Jetzt fragt ihr euch sicher: „Wo bleibt endlich die Kritik? Die negativen Punkte? Das große Manko des Albums?“
Und ich sage euch: „Ich habe keine Kritik, negativen Punkte oder Mankos gefunden. Lediglich einen kleinen Tipp für wirklich interessierte Hörer.“
„Rise Radiant“ bietet zwar viele Songs, die eigenständig gut funktionieren, aber die volle Wirkung der Platte lässt sich für mich nur in einem ganzen Hördurchgang entfalten. Das ist wie bei Marvel’s Superheldenfilmen: Ein einzelner Streifen über Thor oder Iron Man ist schön und gut, aber wenn die Helden zusammen in einem einzelnen Film als „die Avengers“ im Team gegen die Mächte des Bösen kämpfen, entsteht ein Bewegtbildspektakel der Extraklasse.

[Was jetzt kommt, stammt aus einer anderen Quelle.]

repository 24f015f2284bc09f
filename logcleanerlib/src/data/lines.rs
//! Reading files into terminated lines and writing them back safely.

use std::fs;
use std::io::Write;
use std::path::Path;

use tempfile::NamedTempFile;

use crate::error::LogCleanerError;
use crate::Result;

/// Split content into lines, each keeping its own terminator.
///
/// The last line has no terminator if the content does not end with one.
pub fn split_lines(content: &str) -> Vec<String> {
    content.split_inclusive('\n').map(str::to_string).collect()
}

/// Read a UTF-8 file into terminated lines.
pub fn read_lines(path: impl AsRef<Path>) -> Result<Vec<String>> {
    let path = path.as_ref();
    let content = fs::read_to_string(path).map_err(|e| LogCleanerError::FileRead {
        path: path.to_path_buf(),
        source: e,
    })?;
    Ok(split_lines(&content))
}

/// Replace a file's content with the given lines.
///
/// The content is written to a temporary file next to the target and then
/// renamed over it, so the target is never left half-written. The target's
/// permissions are carried over. A symlink is followed and the file it points
/// to is replaced, leaving the link itself intact.
pub fn write_lines(path: impl AsRef<Path>, lines: &[String]) -> Result<()> {
    let path = path.as_ref();
    let target = fs::canonicalize(path).unwrap_or_else(|_| path.to_path_buf());
    let write_err = |source: std::io::Error| LogCleanerError::FileWrite {
        path: path.to_path_buf(),
        source,
    };

    let dir = match target.parent() {
        Some(parent) if !parent.as_os_str().is_empty() => parent,
        _ => Path::new("."),
    };

    let mut tmp = NamedTempFile::new_in(dir).map_err(write_err)?;
    for line in lines {
        tmp.write_all(line.as_bytes()).map_err(write_err)?;
    }
    tmp.flush().map_err(write_err)?;

    if let Ok(metadata) = fs::metadata(&target) {
        fs::set_permissions(tmp.path(), metadata.permissions()).map_err(write_err)?;
    }

    tmp.persist(&target).map_err(|e| write_err(e.error))?;
    Ok(())
}
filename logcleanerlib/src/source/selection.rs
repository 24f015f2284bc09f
//! What the user asked to clean: a directory tree, or an explicit file list.

use std::path::{Path, PathBuf};

use serde::Serialize;

use super::category::FileCategory;
use super::filter::{discover_files, FilterConfig};
use crate::error::LogCleanerError;
use crate::Result;

/// The source of files for a cleaning session.
#[derive(Debug, Clone, PartialEq, Eq)]
pub enum SourceSelection {
    /// Every matching file below a directory
    Directory(PathBuf),
    /// An explicit list of files (already validated)
    Files(Vec<PathBuf>),
}

/// A file that was named explicitly but cannot be processed.
#[derive(Debug, Clone, PartialEq, Eq, Serialize)]
pub struct RejectedFile {
    pub path: PathBuf,
    pub reason: String,
}

impl SourceSelection {
    /// Select a directory, which must exist.
    pub fn directory(path: impl AsRef<Path>) -> Result<Self> {
        let path = path.as_ref();
        if !path.is_dir() {
            return Err(LogCleanerError::PathNotFound(path.to_path_buf()));
        }
        let path = path.canonicalize()?;
        Ok(Self::Directory(path))
    }

    /// Validate an explicit list of files.
    ///
    /// Returns the selection of valid (canonicalized) files along with the
    /// files that were rejected. Rejected files are either missing / not
    /// regular files, or have an extension no removal rules exist for.
    pub fn files<I, P>(paths: I) -> (Self, Vec<RejectedFile>)
    where
        I: IntoIterator<Item = P>,
        P: AsRef<Path>,
    {
        let mut valid = Vec::new();
        let mut rejected = Vec::new();

        for path in paths {
            let path = path.as_ref();
            if !path.is_file() {
                rejected.push(RejectedFile {
                    path: path.to_path_buf(),
                    reason: "not a file".to_string(),
                });
            } else if !FileCategory::from_path(path).is_supported() {
                rejected.push(RejectedFile {
                    path: path.to_path_buf(),
                    reason: "unsupported type".to_string(),
                });
            } else {
                valid.push(path.canonicalize().unwrap_or_else(|_| path.to_path_buf()));
            }
        }

        (Self::Files(valid), rejected)
    }

    /// The directory that relative paths, backups and the assets directory hang off.
    ///
    /// For a directory this is the directory itself; for a file list it is
    /// the deepest directory containing every file.
    pub fn base_dir(&self) -> PathBuf {
        match self {
            Self::Directory(dir) => dir.clone(),
            Self::Files(files) => {
                let parents: Vec<&Path> = files.iter().filter_map(|f| f.parent()).collect();
                common_ancestor(&parents)
            }
        }
    }

    /// Short description of the selection mode.
    pub fn mode_label(&self) -> &'static str {
        match self {
            Self::Directory(_) => "Directory scan",
            Self::Files(_) => "Specific files",
        }
    }

    /// Where the selection points, for display.
    pub fn location_label(&self) -> String {
        match self {
            Self::Directory(dir) => dir.display().to_string(),
            Self::Files(files) if files.len() == 1 => files[0].display().to_string(),
            Self::Files(_) => "Multiple files".to_string(),
        }
    }

    /// Whether the selection contains no files to look at.
    pub fn is_empty(&self) -> bool {
        match self {
            Self::Directory(_) => false,
            Self::Files(files) => files.is_empty(),
        }
    }

    /// Resolve the selection to the concrete list of files to process.
    ///
    /// Directory selections are walked with the given filter; explicit file
    /// lists keep the files the filter accepts, in their given order.
    pub fn resolve(&self, filter: &FilterConfig) -> Result<Vec<PathBuf>> {
        match self {
            Self::Directory(dir) => discover_files(dir, filter),
            Self::Files(files) => Ok(files
                .iter()
                .filter(|file| {
                    let keep = filter.matches(file);
                    if !keep {
                        tracing::debug!(path = %file.display(), "filtered out");
                    }
                    keep
                })
                .cloned()
                .collect()),
        }
    }
}

/// Longest common leading path of a set of directories.
fn common_ancestor(dirs: &[&Path]) -> PathBuf {
    let Some((first, rest)) = dirs.split_first() else {
        return PathBuf::from(".");
    };

    let mut common: Vec<_> = first.components().collect();
    for dir in rest {
        let shared = common
            .iter()
            .zip(dir.components())
            .take_while(|(a, b)| **a == *b)
            .count();
        common.truncate(shared);
    }

    if common.is_empty() {
        PathBuf::from(".")
    } else {
        common.iter().collect()
    }
}
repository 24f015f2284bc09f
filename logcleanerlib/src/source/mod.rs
//! Source discovery: find files to clean and logs to prune.
//!
//! This module handles the first stage of the pipeline - discovering what
//! files to process. It provides:
//!
//! - **Categories**: which removal rules apply to a file (`FileCategory`)
//! - **Selection**: a directory or an explicit list of files (`SourceSelection`)
//! - **File filtering**: extensions plus include/exclude glob patterns
//! - **Log files**: recognising logs by name or content (`is_log_file`)
//!
//! ## Example
//!
//! ```rust,ignore
//! use logcleanerlib::source::{FilterConfig, SourceSelection};
//!
//! let selection = SourceSelection::directory("./web")?;
//! let filter = FilterConfig::new()
//!     .extensions([".ts", ".tsx"])
//!     .exclude("**/vendor/**")?;
//! let files = selection.resolve(&filter)?;
//! ```

pub mod category;
pub mod filter;
pub mod logfiles;
pub mod selection;

pub use category::{dotted_extension, FileCategory, SUPPORTED_EXTENSIONS};
pub use filter::{discover_files, FilterConfig, VCS_DIRS};
pub use logfiles::{find_log_files, is_log_file, is_log_file_with, LOG_EXTENSIONS};
pub use selection::{RejectedFile, SourceSelection};
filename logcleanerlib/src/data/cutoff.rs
//! Resolving the cutoff instant for log pruning.

use chrono::{Datelike, Duration, Local, NaiveDate, NaiveDateTime};

use crate::error::LogCleanerError;
use crate::Result;

/// Age used when no cutoff is given.
pub const DEFAULT_MAX_AGE_DAYS: i64 = 30;

/// How the cutoff was specified.
#[derive(Debug, Clone, Copy, PartialEq, Eq)]
pub enum Cutoff {
    /// Drop entries before local midnight of this date
    Before(NaiveDate),
    /// Drop entries older than this, measured from now
    OlderThan(Duration),
}

impl Default for Cutoff {
    fn default() -> Self {
        Self::OlderThan(Duration::days(DEFAULT_MAX_AGE_DAYS))
    }
}

impl Cutoff {
    /// Build a cutoff from the `--before` / `--older-than` arguments.
    ///
    /// `before` wins when both are given; neither means the default age.
    pub fn from_args(before: Option<&str>, older_than: Option<&str>) -> Result<Self> {
        match (before, older_than) {
            (Some(date), _) => Ok(Self::Before(parse_date(date)?)),
            (None, Some(age)) => Ok(Self::OlderThan(parse_duration(age)?)),
            (None, None) => Ok(Self::default()),
        }
    }

    /// The cutoff instant relative to `now`.
    pub fn resolve_at(&self, now: NaiveDateTime) -> NaiveDateTime {
        match self {
            Self::Before(date) => date.and_time(chrono::NaiveTime::MIN),
            Self::OlderThan(age) => now
                .checked_sub_signed(*age)
                .unwrap_or(NaiveDateTime::MIN),
        }
    }

    /// The cutoff instant relative to the current local time.
    pub fn resolve(&self) -> NaiveDateTime {
        self.resolve_at(Local::now().naive_local())
    }
}

/// Parse a `YYYY-MM-DD` date with a year in 1970..=2100.
pub fn parse_date(date_str: &str) -> Result<NaiveDate> {
    let date = NaiveDate::parse_from_str(date_str.trim(), "%Y-%m-%d").map_err(|_| {
        LogCleanerError::InvalidDate(format!("expected YYYY-MM-DD, got: {date_str}"))
    })?;

    let year = date.year();
    if !(1970..=2100).contains(&year) {
        return Err(LogCleanerError::InvalidDate(format!(
            "year must be between 1970 and 2100, got: {year}"
        )));
    }

    Ok(date)
}

/// Parse an age with an optional unit suffix.
///
/// Supports h (hours), d (days), w (weeks) and m (months of 30 days).
/// A plain number is a number of days: `"15"`, `"15d"`, `"2w"`, `"3m"`, `"48h"`.
pub fn parse_duration(duration_str: &str) -> Result<Duration> {
    let trimmed = duration_str.trim();

    let (num_str, unit) = match trimmed.find(|c: char| c.is_alphabetic()) {
        Some(pos) => {
            let (num, unit) = trimmed.split_at(pos);
            (num, Some(unit))
        }
        None => (trimmed, None),
    };

    let value: i64 = num_str.trim().parse().map_err(|_| {
        LogCleanerError::InvalidDuration(format!("expected a number, got: {num_str}"))
    })?;
    if value < 0 {
        return Err(LogCleanerError::InvalidDuration(format!(
            "age cannot be negative: {duration_str}"
        )));
    }

    let hours = match unit {
        None | Some("d") | Some("D") => value.checked_mul(24),
        Some("h") | Some("H") => Some(value),
        Some("w") | Some("W") => value.checked_mul(7 * 24),
        Some("m") | Some("M") => value.checked_mul(30 * 24),
        Some(other) => {
            return Err(LogCleanerError::InvalidDuration(format!(
                "unknown unit '{other}', expected h, d, w or m"
            )))
        }
    };

    hours
        .and_then(Duration::try_hours)
        .ok_or_else(|| LogCleanerError::InvalidDuration(format!("age too large: {duration_str}")))
}
//! Recurring log pruning through the user's crontab.
//!
//! Jobs installed by this crate are tagged with a trailing crontab comment
//! starting with [`JOB_COMMENT_PREFIX`]; every other crontab line is left
//! untouched.
//!
//! ```text
//! 30 2 * * * "/usr/local/bin/logcleaner" prune "/var/log/app" --older-than 30d # log-cleaner-automated_20240215_103045
//! ```

use std::fs;
use std::io::Write;
use std::path::{Path, PathBuf};
use std::process::{Command, Stdio};

use serde::Serialize;

use crate::assets::session_stamp_now;
use crate::error::LogCleanerError;
use crate::Result;

/// Comment prefix identifying jobs installed by this crate.
pub const JOB_COMMENT_PREFIX: &str = "log-cleaner-automated";

/// Age passed to scheduled prune runs.
pub const SCHEDULED_MAX_AGE: &str = "30d";

/// Somewhere a crontab can be loaded from and saved to.
pub trait CrontabStore {
    /// The full crontab text; empty when there is none.
    fn load(&self) -> Result<String>;
    /// Replace the full crontab text.
    fn save(&mut self, content: &str) -> Result<()>;
}

/// The current user's crontab, via the `crontab` command.
#[derive(Debug, Clone, Copy, Default)]
pub struct SystemCrontab;

impl CrontabStore for SystemCrontab {
    fn load(&self) -> Result<String> {
        let output = Command::new("crontab")
            .arg("-l")
            .output()
            .map_err(|e| LogCleanerError::Crontab(format!("failed to run crontab -l: {e}")))?;

        if output.status.success() {
            return Ok(String::from_utf8_lossy(&output.stdout).into_owned());
        }

        let stderr = String::from_utf8_lossy(&output.stderr);
        if stderr.contains("no crontab") {
            return Ok(String::new());
        }
        Err(LogCleanerError::Crontab(format!(
            "crontab -l failed: {}",
            stderr.trim()
        )))
    }

    fn save(&mut self, content: &str) -> Result<()> {
        let crontab_err =
            |e: std::io::Error| LogCleanerError::Crontab(format!("failed to run crontab -: {e}"));

        let mut child = Command::new("crontab")
            .arg("-")
            .stdin(Stdio::piped())
            .stdout(Stdio::null())
            .stderr(Stdio::piped())
            .spawn()
            .map_err(crontab_err)?;

        if let Some(mut stdin) = child.stdin.take() {
            stdin.write_all(content.as_bytes()).map_err(crontab_err)?;
        }

        let output = child.wait_with_output().map_err(crontab_err)?;
        if !output.status.success() {
            return Err(LogCleanerError::Crontab(format!(
                "crontab - failed: {}",
                String::from_utf8_lossy(&output.stderr).trim()
            )));
        }
        Ok(())
    }
}

/// A crontab kept in a plain file, e.g. one installed under `/etc/cron.d`.
///
/// A missing file reads as an empty crontab.
#[derive(Debug, Clone, PartialEq, Eq)]
pub struct FileCrontab {
    pub path: PathBuf,
}

impl FileCrontab {
    pub fn new(path: impl Into<PathBuf>) -> Self {
        Self { path: path.into() }
    }
}

impl CrontabStore for FileCrontab {
    fn load(&self) -> Result<String> {
        match fs::read_to_string(&self.path) {
            Ok(content) => Ok(content),
            Err(e) if e.kind() == std::io::ErrorKind::NotFound => Ok(String::new()),
            Err(e) => Err(LogCleanerError::FileRead {
                path: self.path.clone(),
                source: e,
            }),
        }
    }

    fn save(&mut self, content: &str) -> Result<()> {
        fs::write(&self.path, content).map_err(|e| LogCleanerError::FileWrite {
            path: self.path.clone(),
            source: e,
        })
    }
}

/// A crontab held in memory.
#[derive(Debug, Clone, Default, PartialEq, Eq)]
pub struct MemoryCrontab {
    pub content: String,
}

impl MemoryCrontab {
    pub fn new(content: impl Into<String>) -> Self {
        Self {
            content: content.into(),
        }
    }
}

impl CrontabStore for MemoryCrontab {
    fn load(&self) -> Result<String> {
        Ok(self.content.clone())
    }

    fn save(&mut self, content: &str) -> Result<()> {
        self.content = content.to_string();
        Ok(())
    }
}

/// A scheduled job found in, or added to, the crontab.
#[derive(Debug, Clone, PartialEq, Eq, Serialize)]
pub struct CronJob {
    /// The five schedule fields, e.g. `"30 2 * * *"`
    pub schedule: String,
    pub command: String,
    pub comment: String,
}

impl CronJob {
    /// Render as a crontab line.
    pub fn to_line(&self) -> String {
        format!("{} {} # {}", self.schedule, self.command, self.comment)
    }

    /// Parse a crontab line carrying a trailing `# comment`.
    ///
    /// Blank lines, comment lines, environment assignments and entries
    /// without a comment yield `None`.
    pub fn parse(line: &str) -> Option<Self> {
        let line = line.trim();
        if line.is_empty() || line.starts_with('#') {
            return None;
        }

        let (entry, comment) = line.rsplit_once(" # ")?;
        let fields: Vec<&str> = entry.split_whitespace().collect();
        if fields.len() < 6 {
            return None;
        }

        Some(Self {
            schedule: fields[..5].join(" "),
            command: fields[5..].join(" "),
            comment: comment.trim().to_string(),
        })
    }

    /// Whether this job was installed by this crate.
    pub fn is_managed(&self) -> bool {
        self.comment.starts_with(JOB_COMMENT_PREFIX)
    }
}

/// Daily schedule fields for `hour:minute`.
pub fn daily_schedule(hour: u32, minute: u32) -> Result<String> {
    if hour > 23 {
        return Err(LogCleanerError::InvalidSchedule(format!(
            "hour must be 0-23, got {hour}"
        )));
    }
    if minute > 59 {
        return Err(LogCleanerError::InvalidSchedule(format!(
            "minute must be 0-59, got {minute}"
        )));
    }
    Ok(format!("{minute} {hour} * * *"))
}

/// The command a scheduled job runs.
pub fn prune_command(exe: &Path, log_dir: &Path) -> String {
    format!(
        "\"{}\" prune \"{}\" --older-than {}",
        exe.display(),
        log_dir.display(),
        SCHEDULED_MAX_AGE
    )
}

/// Manages this crate's jobs in a crontab.
#[derive(Debug)]
pub struct Scheduler<S: CrontabStore> {
    store: S,
}

impl<S: CrontabStore> Scheduler<S> {
    pub fn new(store: S) -> Self {
        Self { store }
    }

    pub fn store(&self) -> &S {
        &self.store
    }

    /// Install a daily prune job for `log_dir`, stamped with the current time.
    pub fn add_job(&mut self, exe: &Path, log_dir: &Path, hour: u32, minute: u32) -> Result<CronJob> {
        self.add_job_stamped(exe, log_dir, hour, minute, &session_stamp_now())
    }

    /// Install a daily prune job with an explicit stamp in its comment.
    pub fn add_job_stamped(
        &mut self,
        exe: &Path,
        log_dir: &Path,
        hour: u32,
        minute: u32,
        stamp: &str,
    ) -> Result<CronJob> {
        let schedule = daily_schedule(hour, minute)?;
        let existing = self.jobs()?;

        let base = format!("{JOB_COMMENT_PREFIX}_{stamp}");
        let mut comment = base.clone();
        let mut n = 2;
        while existing.iter().any(|job| job.comment == comment) {
            comment = format!("{base}_{n}");
            n += 1;
        }

        let job = CronJob {
            schedule,
            command: prune_command(exe, log_dir),
            comment,
        };

        let mut lines = self.lines()?;
        lines.push(job.to_line());
        self.write(&lines)?;

        tracing::info!(comment = %job.comment, schedule = %job.schedule, "added cron job");
        Ok(job)
    }

    /// Jobs installed by this crate, in crontab order.
    pub fn jobs(&self) -> Result<Vec<CronJob>> {
        Ok(self
            .lines()?
            .iter()
            .filter_map(|line| CronJob::parse(line))
            .filter(CronJob::is_managed)
            .collect())
    }

    /// Whether any job installed by this crate exists.
    pub fn has_jobs(&self) -> Result<bool> {
        Ok(!self.jobs()?.is_empty())
    }

    /// Remove the managed job with this comment. Returns whether one was found.
    pub fn remove_job(&mut self, comment: &str) -> Result<bool> {
        let removed = self.retain(|job| job.comment != comment)?;
        if removed > 0 {
            tracing::info!(comment, "removed cron job");
        }
        Ok(removed > 0)
    }

    /// Remove every job installed by this crate. Returns how many were removed.
    pub fn remove_all(&mut self) -> Result<usize> {
        let removed = self.retain(|_| false)?;
        tracing::info!(removed, "removed all cron jobs");
        Ok(removed)
    }

    /// Keep unmanaged lines and managed jobs for which `keep` holds.
    fn retain<F>(&mut self, keep: F) -> Result<usize>
    where
        F: Fn(&CronJob) -> bool,
    {
        let lines = self.lines()?;
        let before = lines.len();
        let kept: Vec<String> = lines
            .into_iter()
            .filter(|line| match CronJob::parse(line) {
                Some(job) if job.is_managed() => keep(&job),
                _ => true,
            })
            .collect();

        let removed = before - kept.len();
        if removed > 0 {
            self.write(&kept)?;
        }
        Ok(removed)
    }

    fn lines(&self) -> Result<Vec<String>> {
        Ok(self.store.load()?.lines().map(str::to_string).collect())
    }

    fn write(&mut self, lines: &[String]) -> Result<()> {
        let mut content = lines.join("\n");
        if !content.is_empty() {
            content.push('\n');
        }
        self.store.save(&content)
    }
}
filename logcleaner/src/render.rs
//! Text rendering for CLI output using console styles

use console::Style;
use logcleanerlib::{CleanReport, CronJob, PruneReport, RejectedFile, Summary};
use std::fmt::Write;
use std::path::Path;

/// Width of the summary title box, not counting the border characters
const BOX_WIDTH: usize = 50;

fn title_style() -> Style {
    Style::new().bold().blue()
}

fn label_style() -> Style {
    Style::new().cyan()
}

/// Convert a path to a relative path from the base directory.
fn make_relative(path: &Path, base: &Path) -> String {
    path.strip_prefix(base)
        .map(|p| p.to_string_lossy().to_string())
        .unwrap_or_else(|_| path.to_string_lossy().to_string())
}

fn file_name(path: &Path) -> String {
    path.file_name()
        .map(|n| n.to_string_lossy().to_string())
        .unwrap_or_else(|| path.to_string_lossy().to_string())
}

/// Warning line for a file that was left out of a selection
pub fn rejected_line(file: &RejectedFile) -> String {
    Style::new()
        .yellow()
        .apply_to(format!("Skipping {}: {}", file.path.display(), file.reason))
        .to_string()
}

fn error_line(path: &str, message: &str) -> String {
    Style::new()
        .red()
        .apply_to(format!("Error processing {path}: {message}"))
        .to_string()
}

/// One line per modified file, then one per failed file
pub fn clean_files(report: &CleanReport) -> String {
    let mut out = String::new();
    let verb = if report.dry_run { "Would clean" } else { "Cleaned" };
    let green = Style::new().green();

    for file in &report.files {
        let rel = make_relative(&file.path, &report.base_dir);
        let _ = writeln!(
            out,
            "{} {} ({} lines removed)",
            green.apply_to(verb),
            rel,
            file.removals.len()
        );
    }
    for error in &report.errors {
        let rel = make_relative(&error.path, &report.base_dir);
        let _ = writeln!(out, "{}", error_line(&rel, &error.message));
    }
    out
}

/// Closing line of a strip session
pub fn clean_outcome(report: &CleanReport) -> String {
    if report.stats.is_empty() {
        Style::new()
            .yellow()
            .apply_to("No modifications were made to the code files.")
            .to_string()
    } else if report.dry_run {
        Style::new()
            .green()
            .apply_to("Dry run completed, no files were changed.")
            .to_string()
    } else {
        Style::new()
            .green()
            .bold()
            .apply_to("Cleanup completed successfully!")
            .to_string()
    }
}

/// One line per log file, then one per failed file
pub fn prune_files(report: &PruneReport) -> String {
    let mut out = String::new();
    for file in &report.files {
        let name = file_name(&file.path);
        if file.modified() {
            let verb = if report.dry_run { "Would clean" } else { "Cleaned" };
            let _ = writeln!(
                out,
                "{} {} - removed {} lines",
                Style::new().green().apply_to(verb),
                name,
                file.lines_removed
            );
        } else {
            let _ = writeln!(
                out,
                "{}",
                Style::new()
                    .dim()
                    .apply_to(format!("No cleaning needed for {name}"))
            );
        }
    }
    for error in &report.errors {
        let _ = writeln!(out, "{}", error_line(&file_name(&error.path), &error.message));
    }
    out
}

/// Boxed title followed by bulleted sections
pub fn summary(summary: &Summary) -> String {
    let mut out = String::new();
    let border = Style::new().blue();
    let bar = "─".repeat(BOX_WIDTH);

    let _ = writeln!(out);
    let _ = writeln!(out, "{}", border.apply_to(format!("┌{bar}┐")));
    let _ = writeln!(
        out,
        "{}{}{}",
        border.apply_to("│"),
        title_style().apply_to(format!("{:^width$}", summary.title, width = BOX_WIDTH)),
        border.apply_to("│")
    );
    let _ = writeln!(out, "{}", border.apply_to(format!("└{bar}┘")));

    for section in &summary.sections {
        let _ = writeln!(out);
        let _ = writeln!(out, "{}", title_style().apply_to(&section.title));
        for row in &section.rows {
            let _ = writeln!(
                out,
                "  • {}: {}",
                label_style().apply_to(&row.label),
                row.value
            );
        }
    }
    let _ = writeln!(out);
    out
}

/// Informational line
pub fn note(message: &str) -> String {
    Style::new().yellow().apply_to(message).to_string()
}

/// Confirmation line
pub fn success(message: &str) -> String {
    Style::new().green().apply_to(message).to_string()
}

/// Scheduled jobs, one block per job
pub fn jobs(jobs: &[CronJob]) -> String {
    let mut out = String::new();
    for job in jobs {
        let _ = writeln!(out, "{}", title_style().apply_to(&job.comment));
        let _ = writeln!(
            out,
            "  • {}: {}",
            label_style().apply_to("Schedule"),
            job.schedule
        );
        let _ = writeln!(
            out,
            "  • {}: {}",
            label_style().apply_to("Command"),
            job.command
        );
    }
    out
}
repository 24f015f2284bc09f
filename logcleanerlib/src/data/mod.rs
//! Data processing: the cleaning and pruning engines and their sessions.
//!
//! This module handles the second stage of the pipeline - turning file
//! content into cleaned content and statistics. It provides:
//!
//! - **Matching**: line-level detection of diagnostic statements (`should_remove`, `classify`)
//! - **Rewriting**: single-pass removal of those lines (`rewrite`)
//! - **Dates**: timestamp grammars for log lines (`extract_timestamp`)
//! - **Truncation**: dropping log lines older than a cutoff (`truncate`)
//! - **Sessions**: read, rewrite, back up and write back (`clean`, `prune`)
//!
//! ## Example
//!
//! ```rust,ignore
//! use logcleanerlib::data::{clean, CleanOptions};
//! use logcleanerlib::SourceSelection;
//!
//! let selection = SourceSelection::directory("./web")?;
//! let report = clean(&selection, CleanOptions::new().backup(true))?;
//! println!("Removed {} lines", report.stats.lines_removed);
//! ```

pub mod cleaner;
pub mod cutoff;
pub mod lines;
pub mod matcher;
pub mod pruner;
pub mod rewriter;
pub mod stats;
pub mod timestamp;
pub mod truncator;

pub use cleaner::{clean, CleanOptions, CleanReport, FileReport};
pub use cutoff::{parse_date, parse_duration, Cutoff, DEFAULT_MAX_AGE_DAYS};
pub use lines::{read_lines, split_lines, write_lines};
pub use matcher::{classify, matching_rule, should_remove, MatchRule, CONSOLE_METHODS};
pub use pruner::{prune, PruneFileReport, PruneOptions, PruneReport};
pub use rewriter::{rewrite, RemovalRecord, RewriteResult};
pub use stats::SessionStats;
pub use timestamp::{extract_timestamp, has_timestamp_pattern, DateGrammar, GRAMMARS};
pub use truncator::{truncate, Retention, TruncationResult};
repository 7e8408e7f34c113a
pub mod fs;
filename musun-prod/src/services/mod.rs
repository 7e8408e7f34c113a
//! Service wiring.

pub mod container;

pub use container::{ActiveReconciliation, JobSummary, ReconcileFailure, ServiceContainer};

Also schnappt euch eure Kopfhörer, sucht euch ein ruhiges Fleckchen und genießt die neue Platte der Australier in ihrer gesamten Länge.
Taucht ein in die musikalische Welt von Caligula’s Horse. Eine Welt voller Freude, Trauer und Leidenschaft.
Fazit: „Rise Radiant“ lässt mein Herz als Prog-Fan höher schlagen. Für mich ist das Album schon jetzt in den Top zehn dieses Jahres und genau so viele Bängs soll es für diese Leistung auch erhalten!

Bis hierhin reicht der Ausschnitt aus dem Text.